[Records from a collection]
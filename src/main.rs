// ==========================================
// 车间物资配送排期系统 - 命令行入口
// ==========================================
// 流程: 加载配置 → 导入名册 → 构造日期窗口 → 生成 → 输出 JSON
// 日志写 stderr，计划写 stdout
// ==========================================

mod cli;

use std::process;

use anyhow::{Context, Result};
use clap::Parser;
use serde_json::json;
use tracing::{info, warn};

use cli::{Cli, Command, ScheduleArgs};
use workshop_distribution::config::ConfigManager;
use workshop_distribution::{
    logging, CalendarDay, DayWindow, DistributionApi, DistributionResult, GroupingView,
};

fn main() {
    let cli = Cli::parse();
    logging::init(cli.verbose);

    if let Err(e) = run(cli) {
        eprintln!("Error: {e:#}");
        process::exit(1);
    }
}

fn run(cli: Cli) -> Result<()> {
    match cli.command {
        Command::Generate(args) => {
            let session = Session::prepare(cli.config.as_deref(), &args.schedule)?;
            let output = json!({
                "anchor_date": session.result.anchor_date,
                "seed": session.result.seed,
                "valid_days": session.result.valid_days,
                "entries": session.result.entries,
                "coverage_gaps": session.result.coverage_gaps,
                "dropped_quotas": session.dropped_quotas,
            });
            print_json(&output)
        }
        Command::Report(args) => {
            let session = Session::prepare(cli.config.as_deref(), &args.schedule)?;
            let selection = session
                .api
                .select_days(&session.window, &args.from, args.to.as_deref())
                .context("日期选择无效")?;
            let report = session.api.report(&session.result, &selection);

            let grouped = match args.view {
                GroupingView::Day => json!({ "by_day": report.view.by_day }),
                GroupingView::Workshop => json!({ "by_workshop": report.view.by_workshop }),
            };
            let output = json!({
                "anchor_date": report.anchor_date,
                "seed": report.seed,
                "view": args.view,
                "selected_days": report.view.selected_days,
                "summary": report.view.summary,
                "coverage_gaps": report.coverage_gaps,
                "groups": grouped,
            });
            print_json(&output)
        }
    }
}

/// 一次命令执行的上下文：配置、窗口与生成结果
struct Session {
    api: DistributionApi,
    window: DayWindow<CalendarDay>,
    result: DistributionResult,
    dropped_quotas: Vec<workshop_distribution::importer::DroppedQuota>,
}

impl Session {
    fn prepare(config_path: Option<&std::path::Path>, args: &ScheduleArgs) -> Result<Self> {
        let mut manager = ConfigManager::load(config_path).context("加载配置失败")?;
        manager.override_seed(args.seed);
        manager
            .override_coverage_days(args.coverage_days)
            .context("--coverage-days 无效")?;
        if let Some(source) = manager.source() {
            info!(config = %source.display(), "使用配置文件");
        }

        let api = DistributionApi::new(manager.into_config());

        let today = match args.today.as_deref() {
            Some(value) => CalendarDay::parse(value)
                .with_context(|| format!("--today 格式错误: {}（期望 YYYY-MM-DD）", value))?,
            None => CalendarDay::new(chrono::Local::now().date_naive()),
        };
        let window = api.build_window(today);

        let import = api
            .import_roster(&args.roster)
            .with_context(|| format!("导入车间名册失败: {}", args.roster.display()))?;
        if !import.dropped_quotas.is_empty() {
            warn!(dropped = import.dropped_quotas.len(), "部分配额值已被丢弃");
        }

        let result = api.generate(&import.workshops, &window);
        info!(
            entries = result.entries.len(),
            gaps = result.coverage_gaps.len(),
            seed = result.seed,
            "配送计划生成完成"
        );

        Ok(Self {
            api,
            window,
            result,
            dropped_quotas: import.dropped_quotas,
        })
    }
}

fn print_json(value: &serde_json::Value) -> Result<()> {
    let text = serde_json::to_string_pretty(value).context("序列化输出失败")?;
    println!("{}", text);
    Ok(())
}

● **TASK STATEMENT**: The answer is each line from the entries above in which the word "today" occurs.

● **WRITTEN SOLUTION**:
        let today = match args.today.as_deref() {
                .with_context(|| format!("--today 格式错误: {}（期望 YYYY-MM-DD）", value))?,
        let window = api.build_window(today);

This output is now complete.